A very good question, with an easy answer.
Aurora is a product that is still under development and refinement: six months of development could present major changes in performance. Not only that, but the initial tests focused on entry-level solutions, meaning I was analyzing the kind of users that are currently starting their business and looking for a flexible solution that allows them to save money and scale.
This time, I put the focus on enterprise solutions by analyzing what an already well-established company would get when looking for a decent scalable solution.
These are two different scenarios.
Why so many (different) tests?
I used many different benchmarking tools, and I am still planning to run others. Why so? Why not simply use one of them?
Again, a simple answer. I used different tools because in some cases, they provide me a different way of accessing and using data. I also do not trust benchmarking tools, not even the ones I developed. I wanted to test the same thing using different tools and compare the results. ONLY if I see a common pattern, then would I consider the test valid. Personally, I tend to discard any test that is not consistent, or if the analysis performed is using a single benchmarking tool. In my opinion, being lazy is not an option when doing these kind of exercises.
About the tests
It was difficult to compare apples to apples here. And I think that is the main point to keep in mind.
Aurora is not a standard RDS solution, like we are used to. Aurora looks like MySQL, smells like MySQL, but is not vanilla MySQL. To achieve what they have, the engineers had to change many parts. The more you dig in, the more you realize there are significant differences.

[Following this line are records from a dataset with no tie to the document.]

//! Lazily built name and handler-identity lookups.
//!
//! Both indexes are filled on demand by scanning the route table and are
//! never refreshed on their own: a route registered after a name has been
//! looked up is invisible to that name until [`ReverseIndex::invalidate`]
//! runs (the router calls it on every registration when
//! `invalidate_on_register` is set).

use std::collections::HashMap;
use std::sync::{Arc, PoisonError, RwLock};

use tracing::trace;

use crate::route::Route;
use crate::table::RouteTable;

/// A route found by reverse lookup.
#[derive(Debug, Clone)]
pub struct RouteRef {
    /// Normalized pattern the route is registered under.
    pub pattern: String,
    /// The route itself.
    pub route: Arc<Route>,
}

impl RouteRef {
    fn of(route: &Arc<Route>) -> Self {
        Self {
            pattern: route.pattern().to_string(),
            route: Arc::clone(route),
        }
    }
}

/// Caches of routes by name and by handler identity.
#[derive(Debug, Default)]
pub struct ReverseIndex {
    names: RwLock<HashMap<String, RouteRef>>,
    uses: RwLock<HashMap<String, RouteRef>>,
}

fn cached(cache: &RwLock<HashMap<String, RouteRef>>, key: &str) -> Option<RouteRef> {
    cache
        .read()
        .unwrap_or_else(PoisonError::into_inner)
        .get(key)
        .cloned()
}

fn remember(cache: &RwLock<HashMap<String, RouteRef>>, key: &str, found: &RouteRef) {
    cache
        .write()
        .unwrap_or_else(PoisonError::into_inner)
        .insert(key.to_string(), found.clone());
}

impl ReverseIndex {
    /// Creates empty caches.
    pub fn new() -> Self {
        Self::default()
    }

    /// Finds the first route whose name field is `name` or lists it as an
    /// alias.
    ///
    /// Verbs are scanned in [`Verb::ALL`](crate::Verb::ALL) order, so a name
    /// reused across verbs resolves to the earliest verb.
    pub fn find_by_name(
        &self,
        table: &RouteTable,
        name: &str,
        alias_separator: &str,
    ) -> Option<RouteRef> {
        if let Some(hit) = cached(&self.names, name) {
            return Some(hit);
        }

        trace!(name, "scanning routes by name");
        let found = table
            .iter()
            .find(|route| route.answers_to(name, alias_separator))
            .map(RouteRef::of)?;
        remember(&self.names, name, &found);
        Some(found)
    }

    /// Finds the first route whose handler target equals `handler_id`.
    pub fn find_by_handler(&self, table: &RouteTable, handler_id: &str) -> Option<RouteRef> {
        if let Some(hit) = cached(&self.uses, handler_id) {
            return Some(hit);
        }

        trace!(handler_id, "scanning routes by handler");
        let found = table
            .iter()
            .find(|route| route.handler_id() == Some(handler_id))
            .map(RouteRef::of)?;
        remember(&self.uses, handler_id, &found);
        Some(found)
    }

    /// Drops every cached entry.
    pub fn invalidate(&self) {
        self.names
            .write()
            .unwrap_or_else(PoisonError::into_inner)
            .clear();
        self.uses
            .write()
            .unwrap_or_else(PoisonError::into_inner)
            .clear();
    }

    /// Returns the number of cached name and handler entries.
    pub fn cached_len(&self) -> (usize, usize) {
        let names = self.names.read().unwrap_or_else(PoisonError::into_inner).len();
        let uses = self.uses.read().unwrap_or_else(PoisonError::into_inner).len();
        (names, uses)
    }
}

Because of that, I had to focus more on identifying what each solution can do and compare the solutions against expectations, rather than comparing the numbers.
I was more interested to see what happen if:
- I have a burst of connections, and my application goes from 4K to 40K connections. Will it crash? Will it slow down?
- How long should I wait if a node fails?
- What should I not have in my schema design, to prevent bottlenecks?
Those are relevant questions in my opinion, more so than discovering that solution A has 3000 rows written/sec, and solution B has 3100. Or that I might (might) have some additional page rotation, file -> memory-> flushes because the amount of memory differs.
That is valuable information, for sure, but less valuable than having a decent understanding of which platform will help my business grow and remain stable.
What is the right tool for the job? This is the question I am addressing.
I had run three main kinds of tests:
- Performance and load stress
- High availability failover
- Response time (latency) from the application point of view
Performance and load stress
These tests were the most extensive and demanding.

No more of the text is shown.